• Required action:
Copy each line from the data that has the word "level" in it.

══ Given records ══

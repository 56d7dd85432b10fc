//! Bit-level buffer primitives.
//!
//! A BITS transmission is a hexadecimal string hiding a bit-packed payload,
//! so the reading primitive here is a single bit rather than a byte. The
//! [`BitReader`] turns a hex string into an MSB-first bit sequence with a
//! monotone cursor; the [`BitWriter`] is its mirror for building test vectors
//! and encoding packet trees back to hex.

use thiserror::Error;

pub mod reader;
pub mod writer;

pub use reader::BitReader;
pub use writer::BitWriter;

/// Errors produced by the bit-level reader.
#[derive(Error, Debug, Clone, PartialEq, Eq)]
pub enum BufferError {
    /// A read was attempted past the end of the bit sequence.
    #[error("end of buffer")]
    EndOfBuffer,

    /// More than 64 bits were requested in a single read.
    #[error("more than 64 bits requested in a single read")]
    TooManyBits,

    /// The input string contained a non-hexadecimal character.
    #[error("invalid hex digit: {0:?}")]
    InvalidHexDigit(char),
}
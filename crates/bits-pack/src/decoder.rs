//! Recursive-descent decoder for BITS transmissions.

use bits_buffers::BitReader;

use crate::error::BitsError;
use crate::packet::{Operator, Packet, PacketBody};

/// Stateless BITS decoder.
///
/// Decoding is a single-pass, depth-first, pre-order descent with no
/// backtracking: the only state is the reader's bit cursor and the call
/// stack, one level per nesting level of the input.
#[derive(Default)]
pub struct BitsDecoder;

impl BitsDecoder {
    pub fn new() -> Self {
        Self
    }

    /// Decodes the single outermost packet of a hex-encoded transmission.
    ///
    /// Trailing pad bits beyond the outermost packet are ignored. Decoding
    /// is all-or-nothing: any framing violation aborts with an error.
    pub fn decode(&self, hex: &str) -> Result<Packet, BitsError> {
        let mut reader = BitReader::from_hex(hex)?;
        self.read_packet(&mut reader)
    }

    /// Reads one packet, including everything nested inside it, at the
    /// reader's current position.
    pub fn read_packet(&self, reader: &mut BitReader) -> Result<Packet, BitsError> {
        let version = reader.uint(3)? as u8;
        let type_id = reader.uint(3)? as u8;

        let op = match Operator::from_type_id(type_id) {
            Some(op) => op,
            None => {
                let (value, literal_bits) = self.read_literal(reader)?;
                return Ok(Packet {
                    version,
                    bits_read: 6 + literal_bits,
                    body: PacketBody::Literal(value),
                });
            }
        };

        // Header plus the length-type bit.
        let mut bits_read = 7;
        let mut sub_packets = Vec::new();

        if reader.take_bit()? == 0 {
            // Bit-length framing: children must land exactly on the
            // declared total.
            let declared = reader.uint(15)? as usize;
            bits_read += 15;
            let mut consumed = 0;
            while consumed < declared {
                let sub = self.read_packet(reader)?;
                consumed += sub.bits_read;
                sub_packets.push(sub);
            }
            if consumed != declared {
                return Err(BitsError::GroupOvershoot { declared, consumed });
            }
            bits_read += consumed;
        } else {
            // Count framing.
            let count = reader.uint(11)?;
            bits_read += 11;
            for _ in 0..count {
                let sub = self.read_packet(reader)?;
                bits_read += sub.bits_read;
                sub_packets.push(sub);
            }
        }

        Ok(Packet {
            version,
            bits_read,
            body: PacketBody::Operator { op, sub_packets },
        })
    }

    /// Reads a literal payload: 5-bit groups of 1 continuation bit plus 4
    /// value bits, ending with the first group whose continuation bit is 0.
    /// Returns the value and the bits consumed (a multiple of 5).
    fn read_literal(&self, reader: &mut BitReader) -> Result<(u64, usize), BitsError> {
        let mut value = 0u64;
        let mut bits_read = 0;
        loop {
            let more = reader.take_bit()?;
            if value > u64::MAX >> 4 {
                return Err(BitsError::LiteralOverflow);
            }
            value = (value << 4) | reader.uint(4)?;
            bits_read += 5;
            if more == 0 {
                return Ok((value, bits_read));
            }
        }
    }
}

═══

• Response area:
//! Bit-level buffer primitives.
/// Errors produced by the bit-level reader.
/// stack, one level per nesting level of the input.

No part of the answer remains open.